If the Supreme Court hadn’t reversed the Ninth Circuit, it is likely that Washington State would have passed an initiative to simply remove all reference to political party affiliation from all official election materials, officially making party affiliation exactly equivalent to membership in any other private club with no special place within the election process. (Candidates could speak or make statements about what associations they had, of course, but it wouldn’t be part of the mechanism of the election.) We would have saved money on not paying state funds for private clubs like the ‘Democrats’ and the ‘Republicans’ to hold their elections for them. It would have been difficult for either party to argue this was unconstitutional- the Constitution does not give political parties any special rights that other associations of citizens do not have.

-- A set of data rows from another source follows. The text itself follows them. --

//! Color type used by theme values

use serde::{Deserialize, Serialize};
use std::fmt;

/// 8-bit RGBA color (sRGB)
#[derive(Clone, Copy, Debug, PartialEq, Eq, Hash, Serialize, Deserialize)]
pub struct Color {
    pub r: u8,
    pub g: u8,
    pub b: u8,
    pub a: u8,
}

impl Color {
    pub const WHITE: Color = Color::rgb(0xFF, 0xFF, 0xFF);
    pub const BLACK: Color = Color::rgb(0x00, 0x00, 0x00);
    pub const RED: Color = Color::rgb(0xFF, 0x00, 0x00);
    pub const GREEN: Color = Color::rgb(0x00, 0xFF, 0x00);
    pub const BLUE: Color = Color::rgb(0x00, 0x00, 0xFF);

    pub const fn rgb(r: u8, g: u8, b: u8) -> Self {
        Self { r, g, b, a: 0xFF }
    }

    pub const fn rgba(r: u8, g: u8, b: u8, a: u8) -> Self {
        Self { r, g, b, a }
    }

    /// Opaque color from a `0xRRGGBB` value (upper byte ignored)
    pub const fn from_hex(hex: u32) -> Self {
        Self::rgb((hex >> 16) as u8, (hex >> 8) as u8, hex as u8)
    }

    /// Color from a `0xAARRGGBB` value
    pub const fn from_argb(argb: u32) -> Self {
        Self::rgba((argb >> 16) as u8, (argb >> 8) as u8, argb as u8, (argb >> 24) as u8)
    }

    /// Parse a bare hex token.
    ///
    /// Exactly 6 digits yield an opaque `RRGGBB` color, exactly 8 digits an
    /// `AARRGGBB` color. Any other length or a non-hex digit yields `None`.
    pub fn parse_hex(token: &str) -> Option<Self> {
        if !token.bytes().all(|b| b.is_ascii_hexdigit()) {
            return None;
        }
        match token.len() {
            6 => u32::from_str_radix(token, 16).ok().map(Self::from_hex),
            8 => u32::from_str_radix(token, 16).ok().map(Self::from_argb),
            _ => None,
        }
    }

    pub fn with_alpha(mut self, alpha: u8) -> Self {
        self.a = alpha;
        self
    }

    fn is_opaque(&self) -> bool {
        self.a == 0xFF
    }

    /// Packed `0xAARRGGBB`
    fn argb(&self) -> u32 {
        (self.a as u32) << 24 | (self.r as u32) << 16 | (self.g as u32) << 8 | self.b as u32
    }

    /// `RRGGBB` for opaque colors, `AARRGGBB` otherwise
    pub fn to_hex_string(&self) -> String {
        if self.is_opaque() {
            format!("{:02X}{:02X}{:02X}", self.r, self.g, self.b)
        } else {
            format!("{:08X}", self.argb())
        }
    }
}

impl Default for Color {
    fn default() -> Self {
        Self::BLACK
    }
}

impl fmt::Display for Color {
    fn fmt(&self, f: &mut fmt::Formatter<'_>) -> fmt::Result {
        write!(f, "#{}", self.to_hex_string())
    }
}

#[cfg(test)]
mod tests {
    use super::*;

    #[test]
    fn six_digits_are_opaque() {
        let c = Color::parse_hex("336699").unwrap();
        assert_eq!(c, Color::rgb(0x33, 0x66, 0x99));
        assert!(c.is_opaque());
    }

    #[test]
    fn eight_digits_carry_alpha_first() {
        let c = Color::parse_hex("80FF0000").unwrap();
        assert_eq!(c, Color::rgba(0xFF, 0, 0, 0x80));
        assert_eq!(c.to_hex_string(), "80FF0000");
    }

    #[test]
    fn other_lengths_are_rejected() {
        assert_eq!(Color::parse_hex("12345"), None);
        assert_eq!(Color::parse_hex("1234567"), None);
        assert_eq!(Color::parse_hex("GGGGGG"), None);
        assert_eq!(Color::parse_hex("+12345"), None);
    }

    #[test]
    fn serializes_as_channels() {
        let json = serde_json::to_string(&Color::from_hex(0x010203)).unwrap();
        assert_eq!(json, r#"{"r":1,"g":2,"b":3,"a":255}"#);
    }
}
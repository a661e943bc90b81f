//! Subcommand implementations

use anyhow::{bail, Context, Result};
use clap::Subcommand;
use serde_json::{json, Map, Value};
use std::io::Write;
use std::sync::Arc;
use zizi_core::FontSpec;
use zizi_laf::{ScaleManager, ThemeContext, ThemeState, ThemeVariant, ZiziConfig};
use zizi_platform::{configurator_for, OsFamily, PlatformInfo, PlatformSignals};

#[derive(Subcommand, Debug)]
pub enum Command {
    /// List the built-in theme variants
    Themes,

    /// Build a theme and print its defaults table, sorted by key
    Dump {
        /// Variant id (defaults to the configured variant)
        #[arg(short, long)]
        theme: Option<String>,

        /// Only keys starting with this prefix
        #[arg(short, long)]
        filter: Option<String>,

        /// Print JSON instead of `key = value` lines
        #[arg(long)]
        json: bool,
    },

    /// Build a theme and print a single value
    Get {
        #[arg(short, long)]
        theme: Option<String>,

        key: String,
    },

    /// Show the scale factor for a label font size and scale a value
    Scale {
        /// Label font size in points
        #[arg(long)]
        font_size: f32,

        /// OS family (windows, linux, macos); defaults to the configured one
        #[arg(long)]
        os: Option<String>,

        /// Label font family
        #[arg(long, default_value = "Dialog")]
        family: String,

        /// Logical value to scale
        value: f32,
    },

    /// Print the detected platform
    Info,
}

pub fn run(command: &Command, config: &ZiziConfig, out: &mut impl Write) -> Result<()> {
    match command {
        Command::Themes => themes(out),
        Command::Dump {
            theme,
            filter,
            json,
        } => {
            let ctx = build(config, theme.as_deref())?;
            if *json {
                dump_json(&ctx, filter.as_deref(), out)
            } else {
                dump(&ctx, filter.as_deref(), out)
            }
        }
        Command::Get { theme, key } => {
            let ctx = build(config, theme.as_deref())?;
            match ctx.defaults().get(key) {
                Some(value) => writeln!(out, "{value}").map_err(Into::into),
                None => bail!("{key} is not defined by {}", ctx.variant().name()),
            }
        }
        Command::Scale {
            font_size,
            os,
            family,
            value,
        } => scale(config, *font_size, os.as_deref(), family, *value, out),
        Command::Info => info(config, out),
    }
}

fn themes(out: &mut impl Write) -> Result<()> {
    for variant in ThemeVariant::all() {
        writeln!(
            out,
            "{:<10} {:<14} {}",
            variant.id(),
            variant.name(),
            variant.description()
        )?;
    }
    Ok(())
}

fn build(config: &ZiziConfig, theme: Option<&str>) -> Result<Arc<ThemeContext>> {
    let variant = match theme {
        Some(id) => ThemeVariant::from_id(id).with_context(|| format!("Unknown theme `{id}`"))?,
        None => config.variant()?,
    };
    let state = ThemeState::new(config.resolver()?, config.scale_manager()?, variant)
        .with_context(|| format!("Failed to build {}", variant.name()))?;
    Ok(state.current())
}

fn dump(ctx: &ThemeContext, filter: Option<&str>, out: &mut impl Write) -> Result<()> {
    writeln!(
        out,
        "# {} (scale {})",
        ctx.variant().name(),
        ctx.scale().factor()
    )?;
    for (key, value) in ctx.defaults().sorted() {
        if filter.map_or(true, |prefix| key.starts_with(prefix)) {
            writeln!(out, "{key} = {value}")?;
        }
    }
    for diagnostic in ctx.diagnostics() {
        writeln!(out, "# {diagnostic}")?;
    }
    Ok(())
}

fn dump_json(ctx: &ThemeContext, filter: Option<&str>, out: &mut impl Write) -> Result<()> {
    let mut values = Map::new();
    for (key, value) in ctx.defaults().sorted() {
        if filter.map_or(true, |prefix| key.starts_with(prefix)) {
            values.insert(
                key.to_string(),
                json!({ "type": value.type_name(), "value": value.to_string() }),
            );
        }
    }
    let diagnostics: Vec<String> = ctx.diagnostics().iter().map(|d| d.to_string()).collect();
    let document = json!({
        "theme": ctx.variant().id(),
        "scale": ctx.scale().factor(),
        "values": Value::Object(values),
        "diagnostics": diagnostics,
    });
    serde_json::to_writer_pretty(&mut *out, &document)?;
    writeln!(out)?;
    Ok(())
}

fn scale(
    config: &ZiziConfig,
    font_size: f32,
    os: Option<&str>,
    family: &str,
    value: f32,
    out: &mut impl Write,
) -> Result<()> {
    let signals = match os {
        Some(os) => {
            let os: OsFamily = os.parse()?;
            PlatformSignals::new(os).with_host_hidpi_aware(os.is_mac())
        }
        None => config.signals()?,
    };
    let manager = ScaleManager::new(signals, config.scale.hidpi);
    let font = FontSpec::plain(family, font_size);
    let scale = manager.scale_for_font(Some(&font));

    writeln!(out, "scaling enabled: {}", manager.is_scaling_enabled())?;
    writeln!(out, "factor: {}", scale.factor())?;
    writeln!(out, "{} -> {}", value, scale.scale(value))?;
    writeln!(out, "{} -> {} (int)", value.round() as i32, scale.scale(value.round() as i32))?;
    Ok(())
}

fn info(config: &ZiziConfig, out: &mut impl Write) -> Result<()> {
    let platform = PlatformInfo::detect();
    let signals = config.signals()?;

    writeln!(out, "os: {} ({})", platform.os, platform.os_name)?;
    writeln!(out, "arch: {}", platform.os_arch)?;
    writeln!(out, "aarch64: {}", platform.is_aarch64())?;
    writeln!(out, "unix: {}", platform.is_unix())?;
    writeln!(out, "theme os: {}", signals.os)?;
    writeln!(out, "host hidpi aware: {}", signals.host_hidpi_aware)?;
    match configurator_for(signals.os, "Zizi") {
        Ok(configurator) => {
            let hints = configurator.startup_hints();
            writeln!(out, "screen menu bar: {}", hints.screen_menu_bar)?;
            writeln!(out, "appearance: {:?}", hints.appearance)?;
        }
        Err(err) => writeln!(out, "startup hints: {err}")?,
    }
    Ok(())
}
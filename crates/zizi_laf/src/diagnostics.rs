//! Non-fatal build diagnostics
//!
//! Recoverable problems found while building a theme are both logged and
//! collected here, so callers can inspect exactly what went wrong without
//! scraping log output.

use std::fmt;

#[derive(Clone, Copy, Debug, PartialEq, Eq, Hash)]
pub enum DiagnosticKind {
    /// No provider has a source for a layer
    MissingSource,
    /// A source exists but could not be read or parsed
    UnreadableSource,
    /// The property overlay was skipped because a source failed
    OverlaySkipped,
    /// `@name` / `@@name` did not resolve
    UnresolvedVariable,
    /// `Label.font` missing or unusable, scale factor fell back to 1.0
    MissingLabelFont,
}

#[derive(Clone, Debug, PartialEq, Eq)]
pub struct Diagnostic {
    pub kind: DiagnosticKind,
    pub message: String,
}

impl fmt::Display for Diagnostic {
    fn fmt(&self, f: &mut fmt::Formatter<'_>) -> fmt::Result {
        write!(f, "{:?}: {}", self.kind, self.message)
    }
}

#[derive(Clone, Debug, Default, PartialEq, Eq)]
pub struct Diagnostics {
    entries: Vec<Diagnostic>,
}

impl Diagnostics {
    pub fn new() -> Self {
        Self::default()
    }

    /// Record a diagnostic and log it
    pub fn push(&mut self, kind: DiagnosticKind, message: impl Into<String>) {
        let message = message.into();
        match kind {
            DiagnosticKind::MissingSource | DiagnosticKind::MissingLabelFont => {
                tracing::debug!("{:?}: {}", kind, message)
            }
            _ => tracing::warn!("{:?}: {}", kind, message),
        }
        self.entries.push(Diagnostic { kind, message });
    }

    pub fn extend(&mut self, other: Diagnostics) {
        self.entries.extend(other.entries);
    }

    pub fn count(&self, kind: DiagnosticKind) -> usize {
        self.entries.iter().filter(|d| d.kind == kind).count()
    }

    pub fn has(&self, kind: DiagnosticKind) -> bool {
        self.entries.iter().any(|d| d.kind == kind)
    }

    pub fn iter(&self) -> impl Iterator<Item = &Diagnostic> {
        self.entries.iter()
    }

    pub fn len(&self) -> usize {
        self.entries.len()
    }

    pub fn is_empty(&self) -> bool {
        self.entries.is_empty()
    }
}

impl<'a> IntoIterator for &'a Diagnostics {
    type Item = &'a Diagnostic;
    type IntoIter = std::slice::Iter<'a, Diagnostic>;

    fn into_iter(self) -> Self::IntoIter {
        self.entries.iter()
    }
}
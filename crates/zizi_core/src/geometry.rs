//! Geometry and metric types
//!
//! `Point`/`Size`/`Rect` are float paint-time geometry. `Insets` and
//! `Dimension` are integer metrics as stored in the theme table; both carry
//! a `ui_resource` tag marking values that came from the toolkit or theme
//! (as opposed to values set explicitly by application code). Scaling
//! preserves the tag.

use serde::{Deserialize, Serialize};

/// 2D point
#[derive(Clone, Copy, Debug, Default, PartialEq, Serialize, Deserialize)]
pub struct Point {
    pub x: f32,
    pub y: f32,
}

impl Point {
    pub const fn new(x: f32, y: f32) -> Self {
        Self { x, y }
    }
}

/// 2D size
#[derive(Clone, Copy, Debug, Default, PartialEq, Serialize, Deserialize)]
pub struct Size {
    pub width: f32,
    pub height: f32,
}

impl Size {
    pub const fn new(width: f32, height: f32) -> Self {
        Self { width, height }
    }
}

/// 2D rectangle
#[derive(Clone, Copy, Debug, Default, PartialEq, Serialize, Deserialize)]
pub struct Rect {
    pub origin: Point,
    pub size: Size,
}

impl Rect {
    pub const fn new(x: f32, y: f32, width: f32, height: f32) -> Self {
        Self {
            origin: Point::new(x, y),
            size: Size::new(width, height),
        }
    }

    pub fn x(&self) -> f32 {
        self.origin.x
    }

    pub fn y(&self) -> f32 {
        self.origin.y
    }

    pub fn width(&self) -> f32 {
        self.size.width
    }

    pub fn height(&self) -> f32 {
        self.size.height
    }

    /// Inset the rect by a delta (shrink from all sides)
    pub fn inset(&self, dx: f32, dy: f32) -> Self {
        Rect::new(
            self.origin.x + dx,
            self.origin.y + dy,
            (self.size.width - 2.0 * dx).max(0.0),
            (self.size.height - 2.0 * dy).max(0.0),
        )
    }

    /// Shrink by per-side insets. Width and height may go negative when the
    /// insets exceed the rect; callers clip.
    pub fn subtract_insets(&self, insets: &Insets) -> Self {
        Rect::new(
            self.origin.x + insets.left as f32,
            self.origin.y + insets.top as f32,
            self.size.width - (insets.left + insets.right) as f32,
            self.size.height - (insets.top + insets.bottom) as f32,
        )
    }
}

/// Per-side integer insets: `top, left, bottom, right`
#[derive(Clone, Copy, Debug, Default, PartialEq, Eq, Hash, Serialize, Deserialize)]
pub struct Insets {
    pub top: i32,
    pub left: i32,
    pub bottom: i32,
    pub right: i32,
    /// Value originates from the toolkit/theme rather than application code
    #[serde(default)]
    pub ui_resource: bool,
}

impl Insets {
    pub const ZERO: Insets = Insets::new(0, 0, 0, 0);

    pub const fn new(top: i32, left: i32, bottom: i32, right: i32) -> Self {
        Self {
            top,
            left,
            bottom,
            right,
            ui_resource: false,
        }
    }

    pub const fn uniform(value: i32) -> Self {
        Self::new(value, value, value, value)
    }

    /// Mark as a toolkit/theme-provided value
    pub const fn as_ui_resource(mut self) -> Self {
        self.ui_resource = true;
        self
    }

    /// Componentwise map, keeping the resource tag
    pub fn map(self, f: impl Fn(i32) -> i32) -> Self {
        Self {
            top: f(self.top),
            left: f(self.left),
            bottom: f(self.bottom),
            right: f(self.right),
            ui_resource: self.ui_resource,
        }
    }
}

/// Integer width/height pair
#[derive(Clone, Copy, Debug, Default, PartialEq, Eq, Hash, Serialize, Deserialize)]
pub struct Dimension {
    pub width: i32,
    pub height: i32,
    /// Value originates from the toolkit/theme rather than application code
    #[serde(default)]
    pub ui_resource: bool,
}

impl Dimension {
    pub const fn new(width: i32, height: i32) -> Self {
        Self {
            width,
            height,
            ui_resource: false,
        }
    }

    /// Mark as a toolkit/theme-provided value
    pub const fn as_ui_resource(mut self) -> Self {
        self.ui_resource = true;
        self
    }

    /// Componentwise map, keeping the resource tag
    pub fn map(self, f: impl Fn(i32) -> i32) -> Self {
        Self {
            width: f(self.width),
            height: f(self.height),
            ui_resource: self.ui_resource,
        }
    }
}
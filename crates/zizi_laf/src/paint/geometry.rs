//! Shape helpers shared by borders, icons, and arrow buttons

use crate::scale::UiScale;
use zizi_core::{Point, Rect};

/// Logical arrow size: base width and height of a north/south arrow
const ARROW_WIDTH: f32 = 9.0;
const ARROW_HEIGHT: f32 = 5.0;

#[derive(Clone, Copy, Debug, PartialEq, Eq, Hash)]
pub enum ArrowDirection {
    North,
    South,
    West,
    East,
}

impl ArrowDirection {
    pub fn is_vertical(self) -> bool {
        matches!(self, ArrowDirection::North | ArrowDirection::South)
    }
}

/// Triangle for an arrow centered in `bounds`.
///
/// The triangle is 9×5 logical pixels (5×9 for west/east), scaled.
pub fn arrow_points(bounds: Rect, direction: ArrowDirection, scale: UiScale) -> [Point; 3] {
    let w = scale.scale(ARROW_WIDTH);
    let h = scale.scale(ARROW_HEIGHT);
    let (box_w, box_h) = if direction.is_vertical() { (w, h) } else { (h, w) };
    let x = bounds.x() + (bounds.width() - box_w) / 2.0;
    let y = bounds.y() + (bounds.height() - box_h) / 2.0;
    let p = |dx: f32, dy: f32| Point::new(x + dx, y + dy);

    match direction {
        ArrowDirection::North => [p(0.0, h), p(w, h), p(w / 2.0, 0.0)],
        ArrowDirection::South => [p(0.0, 0.0), p(w, 0.0), p(w / 2.0, h)],
        ArrowDirection::West => [p(h, 0.0), p(h, w), p(0.0, w / 2.0)],
        ArrowDirection::East => [p(0.0, 0.0), p(0.0, w), p(h, w / 2.0)],
    }
}

/// Rectangle with rounded corners; `arc` is the corner diameter
#[derive(Clone, Copy, Debug, PartialEq)]
pub struct RoundRect {
    pub rect: Rect,
    pub arc: f32,
}

impl RoundRect {
    pub fn new(rect: Rect, arc: f32) -> Self {
        Self { rect, arc: arc.max(0.0) }
    }

    /// Shrink by `delta` on every side, keeping corners concentric
    pub fn shrink(&self, delta: f32) -> Self {
        RoundRect::new(self.rect.inset(delta, delta), self.arc - delta * 2.0)
    }
}

/// Outline shapes of a focusable component
#[derive(Clone, Copy, Debug, PartialEq)]
pub struct FocusRing {
    /// Outer edge of the focus ring (the full component bounds)
    pub outer: RoundRect,
    /// Outer edge of the border line
    pub border: RoundRect,
    /// Inner edge of the border line, where the background starts
    pub inner: RoundRect,
}

/// Focus ring, border, and background shapes for a component.
///
/// All values are device pixels. The focus ring occupies the outermost
/// `focus_width` pixels, the border line the next `line_width`.
pub fn focus_ring_rects(bounds: Rect, focus_width: f32, line_width: f32, arc: f32) -> FocusRing {
    let border = RoundRect::new(bounds.inset(focus_width, focus_width), arc);
    let outer = RoundRect::new(bounds, if arc > 0.0 { arc + focus_width * 2.0 } else { 0.0 });
    let inner = border.shrink(line_width);
    FocusRing { outer, border, inner }
}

The whole process started when the national parties (both of them) wanted Washington State to force voters to declare a party affiliation. The state, of course, refused that sort of thought police state registration of political preference with the government, and off to the courts the national machine politicians went. I have no idea why people in some other states think that it’s a good idea that they have to register a political affiliation with that state, which then keeps a record of who makes what declaration of party.

It’s not often that a state is willing to fight BOTH party machines in this way. I wish it happened more often, it would be healthier for democracy.

Pardon me for asking, but where do you get the number 437?

I know each state has 3 (the two RNC members and the head of the State RNC), but in a number of states, they are, or can be, pledged to a candidate, either based on the vote or having to specify a candidate in advance. I also think North Dakota and Pennsylvania delegates have to be unpledged, but that’s only 99 more, and of those, 56 have their names on the ballot (in the PA congressional district vote), so if a Trump supporter is elected, the RNC can’t replace that delegate with someone else.

Wait, so that doesn’t make sense to me. If Trump runs as a 3rd party, can he still call himself Republican and have the (R) behind his name on the ballot? I was under the impression that while he can call himself whatever he wants, the Reps and Dems have the words “Republican” and “Democrat” trademarked or copyrighted so only they can use it on the ballot.

Much has been made that Trump isn’t leading the pack, but simply reflecting the racism and bigotry in the GOP. Even if Trump gets beaten in a landslide, I don’t see how the hate and anger fomented by the GOP over the last 30 years simply dissipates. We have to wait until they die off because this isn’t going away.

Can’t let these assertions go unchallenged. The parties lost control of the funding in large part due to campaign finance laws and their limits upon donations that parties can make to federal campaigns. Moreover, presidential elections were publicly funded for thirty years, and it wasn’t the Republicans who broke that system.